**Work item**
Give the number of lines containing "IgnoredAny" in this listing, with no other words.
================================
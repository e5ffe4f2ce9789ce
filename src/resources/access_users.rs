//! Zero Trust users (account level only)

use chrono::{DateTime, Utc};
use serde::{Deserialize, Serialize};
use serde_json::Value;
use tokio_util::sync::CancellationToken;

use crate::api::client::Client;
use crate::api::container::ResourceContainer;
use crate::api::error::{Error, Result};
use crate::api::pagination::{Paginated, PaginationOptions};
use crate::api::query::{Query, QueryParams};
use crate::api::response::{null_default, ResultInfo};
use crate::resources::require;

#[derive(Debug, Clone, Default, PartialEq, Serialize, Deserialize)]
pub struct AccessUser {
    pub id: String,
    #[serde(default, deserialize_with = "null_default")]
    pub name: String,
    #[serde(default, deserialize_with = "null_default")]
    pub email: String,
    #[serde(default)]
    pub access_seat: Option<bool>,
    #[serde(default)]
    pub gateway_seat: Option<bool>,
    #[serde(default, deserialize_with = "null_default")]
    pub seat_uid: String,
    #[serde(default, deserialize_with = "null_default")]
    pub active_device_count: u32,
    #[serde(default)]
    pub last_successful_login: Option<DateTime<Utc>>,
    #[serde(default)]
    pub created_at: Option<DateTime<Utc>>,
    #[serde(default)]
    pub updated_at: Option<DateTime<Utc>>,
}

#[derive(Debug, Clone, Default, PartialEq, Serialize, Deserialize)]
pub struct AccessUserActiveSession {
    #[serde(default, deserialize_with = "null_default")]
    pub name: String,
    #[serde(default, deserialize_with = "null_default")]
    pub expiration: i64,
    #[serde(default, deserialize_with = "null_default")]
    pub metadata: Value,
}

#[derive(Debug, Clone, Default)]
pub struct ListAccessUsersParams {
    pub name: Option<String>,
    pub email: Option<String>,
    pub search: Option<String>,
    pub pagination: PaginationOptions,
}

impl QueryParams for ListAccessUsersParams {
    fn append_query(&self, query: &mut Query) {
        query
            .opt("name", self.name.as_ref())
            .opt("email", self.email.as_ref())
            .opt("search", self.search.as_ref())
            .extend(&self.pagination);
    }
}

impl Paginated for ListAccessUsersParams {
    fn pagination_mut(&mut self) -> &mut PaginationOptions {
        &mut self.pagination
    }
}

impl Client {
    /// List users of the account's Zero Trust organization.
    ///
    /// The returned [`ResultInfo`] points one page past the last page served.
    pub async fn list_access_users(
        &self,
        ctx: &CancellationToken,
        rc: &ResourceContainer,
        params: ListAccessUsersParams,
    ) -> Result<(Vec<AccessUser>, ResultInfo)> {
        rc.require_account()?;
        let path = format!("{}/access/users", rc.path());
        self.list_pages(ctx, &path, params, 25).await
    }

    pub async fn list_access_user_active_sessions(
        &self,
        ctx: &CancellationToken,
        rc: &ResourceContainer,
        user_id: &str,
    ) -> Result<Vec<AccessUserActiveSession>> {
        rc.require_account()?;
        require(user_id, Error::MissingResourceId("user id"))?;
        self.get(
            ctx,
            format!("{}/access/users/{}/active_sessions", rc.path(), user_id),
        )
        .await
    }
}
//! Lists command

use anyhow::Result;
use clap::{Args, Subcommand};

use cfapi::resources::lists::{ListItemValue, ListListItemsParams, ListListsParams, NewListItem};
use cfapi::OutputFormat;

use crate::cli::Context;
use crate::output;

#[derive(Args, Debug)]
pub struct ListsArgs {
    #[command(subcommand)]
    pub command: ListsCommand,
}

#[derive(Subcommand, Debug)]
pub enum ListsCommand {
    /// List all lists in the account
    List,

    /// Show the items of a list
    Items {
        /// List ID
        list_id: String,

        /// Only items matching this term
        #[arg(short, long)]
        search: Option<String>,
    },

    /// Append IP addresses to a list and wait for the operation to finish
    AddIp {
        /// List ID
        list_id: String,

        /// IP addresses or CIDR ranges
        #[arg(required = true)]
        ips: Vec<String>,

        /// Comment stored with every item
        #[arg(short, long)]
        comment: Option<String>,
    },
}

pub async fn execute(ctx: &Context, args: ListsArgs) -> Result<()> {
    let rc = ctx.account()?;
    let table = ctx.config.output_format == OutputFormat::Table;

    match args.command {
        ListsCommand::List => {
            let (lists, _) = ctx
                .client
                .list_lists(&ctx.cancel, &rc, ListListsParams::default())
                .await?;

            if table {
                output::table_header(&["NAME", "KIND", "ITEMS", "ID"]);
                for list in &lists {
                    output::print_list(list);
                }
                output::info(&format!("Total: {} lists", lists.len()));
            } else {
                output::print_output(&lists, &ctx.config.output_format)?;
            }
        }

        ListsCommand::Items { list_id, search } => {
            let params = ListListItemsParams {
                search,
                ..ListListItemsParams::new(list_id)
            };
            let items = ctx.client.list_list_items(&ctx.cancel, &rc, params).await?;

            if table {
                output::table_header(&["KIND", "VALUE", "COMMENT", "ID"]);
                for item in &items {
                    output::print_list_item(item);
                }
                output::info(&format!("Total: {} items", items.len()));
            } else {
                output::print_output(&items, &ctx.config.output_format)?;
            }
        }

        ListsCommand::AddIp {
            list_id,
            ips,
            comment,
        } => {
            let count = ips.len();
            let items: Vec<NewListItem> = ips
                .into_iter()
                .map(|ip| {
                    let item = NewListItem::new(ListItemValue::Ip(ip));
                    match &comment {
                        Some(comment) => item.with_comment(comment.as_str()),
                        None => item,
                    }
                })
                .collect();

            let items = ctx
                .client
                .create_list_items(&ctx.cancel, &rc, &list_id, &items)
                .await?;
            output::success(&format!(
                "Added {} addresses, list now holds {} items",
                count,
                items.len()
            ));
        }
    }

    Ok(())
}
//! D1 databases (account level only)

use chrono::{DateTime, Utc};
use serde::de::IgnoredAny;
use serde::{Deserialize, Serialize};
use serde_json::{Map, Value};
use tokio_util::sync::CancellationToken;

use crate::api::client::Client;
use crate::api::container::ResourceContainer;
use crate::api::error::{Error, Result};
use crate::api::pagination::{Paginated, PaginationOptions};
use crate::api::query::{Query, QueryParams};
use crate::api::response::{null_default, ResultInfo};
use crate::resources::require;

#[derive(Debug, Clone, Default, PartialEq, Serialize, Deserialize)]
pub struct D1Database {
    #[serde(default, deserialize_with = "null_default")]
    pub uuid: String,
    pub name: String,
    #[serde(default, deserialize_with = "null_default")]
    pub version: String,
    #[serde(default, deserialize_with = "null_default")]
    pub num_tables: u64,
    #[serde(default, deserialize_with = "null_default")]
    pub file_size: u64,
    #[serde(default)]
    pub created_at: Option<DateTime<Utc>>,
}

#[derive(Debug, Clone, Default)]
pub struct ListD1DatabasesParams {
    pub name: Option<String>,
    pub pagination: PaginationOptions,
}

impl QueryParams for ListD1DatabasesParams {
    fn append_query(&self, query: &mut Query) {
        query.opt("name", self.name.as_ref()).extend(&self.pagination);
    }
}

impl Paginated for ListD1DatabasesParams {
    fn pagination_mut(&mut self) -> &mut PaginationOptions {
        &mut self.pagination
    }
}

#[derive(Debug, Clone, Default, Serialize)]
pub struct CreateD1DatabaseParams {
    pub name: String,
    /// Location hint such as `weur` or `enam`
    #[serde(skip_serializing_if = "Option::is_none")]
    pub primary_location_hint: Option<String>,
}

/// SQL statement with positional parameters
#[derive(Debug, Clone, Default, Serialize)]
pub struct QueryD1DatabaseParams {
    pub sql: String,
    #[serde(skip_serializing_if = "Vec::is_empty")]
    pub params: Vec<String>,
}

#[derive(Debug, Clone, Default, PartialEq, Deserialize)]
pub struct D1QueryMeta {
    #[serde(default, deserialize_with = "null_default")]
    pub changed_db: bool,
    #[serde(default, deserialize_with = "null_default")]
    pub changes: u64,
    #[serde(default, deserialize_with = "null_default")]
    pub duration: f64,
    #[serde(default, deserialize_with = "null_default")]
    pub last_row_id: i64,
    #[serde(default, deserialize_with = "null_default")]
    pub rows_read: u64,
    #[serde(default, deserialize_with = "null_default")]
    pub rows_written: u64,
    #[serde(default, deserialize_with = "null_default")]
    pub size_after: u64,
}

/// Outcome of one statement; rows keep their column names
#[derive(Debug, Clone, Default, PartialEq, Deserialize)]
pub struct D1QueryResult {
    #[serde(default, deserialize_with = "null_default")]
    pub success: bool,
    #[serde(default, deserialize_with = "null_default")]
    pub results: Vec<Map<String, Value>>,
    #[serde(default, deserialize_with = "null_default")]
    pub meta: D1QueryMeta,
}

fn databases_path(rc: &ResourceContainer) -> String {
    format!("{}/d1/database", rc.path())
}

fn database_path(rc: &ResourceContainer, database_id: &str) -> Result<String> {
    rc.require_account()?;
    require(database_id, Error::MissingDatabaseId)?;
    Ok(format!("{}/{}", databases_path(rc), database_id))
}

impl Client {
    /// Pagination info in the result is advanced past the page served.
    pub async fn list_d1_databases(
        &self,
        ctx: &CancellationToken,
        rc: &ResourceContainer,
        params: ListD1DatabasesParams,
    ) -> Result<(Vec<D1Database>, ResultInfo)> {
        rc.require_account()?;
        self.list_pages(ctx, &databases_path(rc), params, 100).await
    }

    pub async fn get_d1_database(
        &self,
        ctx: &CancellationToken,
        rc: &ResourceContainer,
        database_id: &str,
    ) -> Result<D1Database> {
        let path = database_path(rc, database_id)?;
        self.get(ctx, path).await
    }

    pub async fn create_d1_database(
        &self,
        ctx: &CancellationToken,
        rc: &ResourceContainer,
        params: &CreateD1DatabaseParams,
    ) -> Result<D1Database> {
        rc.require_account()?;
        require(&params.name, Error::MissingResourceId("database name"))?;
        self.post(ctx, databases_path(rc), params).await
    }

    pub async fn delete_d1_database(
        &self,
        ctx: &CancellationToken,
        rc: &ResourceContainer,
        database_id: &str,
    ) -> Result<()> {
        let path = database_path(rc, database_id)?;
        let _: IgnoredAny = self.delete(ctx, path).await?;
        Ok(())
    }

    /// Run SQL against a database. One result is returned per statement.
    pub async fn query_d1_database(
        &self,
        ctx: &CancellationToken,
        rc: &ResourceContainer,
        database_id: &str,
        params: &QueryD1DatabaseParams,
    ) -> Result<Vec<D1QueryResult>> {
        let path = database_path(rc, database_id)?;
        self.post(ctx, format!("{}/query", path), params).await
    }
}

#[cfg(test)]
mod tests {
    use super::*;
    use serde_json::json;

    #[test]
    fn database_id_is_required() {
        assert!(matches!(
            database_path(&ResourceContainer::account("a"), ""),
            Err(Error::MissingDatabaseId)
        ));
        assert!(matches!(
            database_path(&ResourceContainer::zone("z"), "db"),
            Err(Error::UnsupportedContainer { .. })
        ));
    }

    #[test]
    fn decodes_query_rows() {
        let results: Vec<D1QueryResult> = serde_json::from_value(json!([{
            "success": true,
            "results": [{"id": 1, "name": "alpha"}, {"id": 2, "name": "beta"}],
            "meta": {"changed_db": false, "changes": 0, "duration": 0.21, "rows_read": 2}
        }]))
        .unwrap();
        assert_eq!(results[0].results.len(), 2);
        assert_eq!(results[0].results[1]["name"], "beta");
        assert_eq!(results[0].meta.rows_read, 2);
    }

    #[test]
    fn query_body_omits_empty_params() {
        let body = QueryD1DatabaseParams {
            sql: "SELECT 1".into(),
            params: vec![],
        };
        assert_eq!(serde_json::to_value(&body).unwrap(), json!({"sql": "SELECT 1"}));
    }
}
================================
**Answer box**
2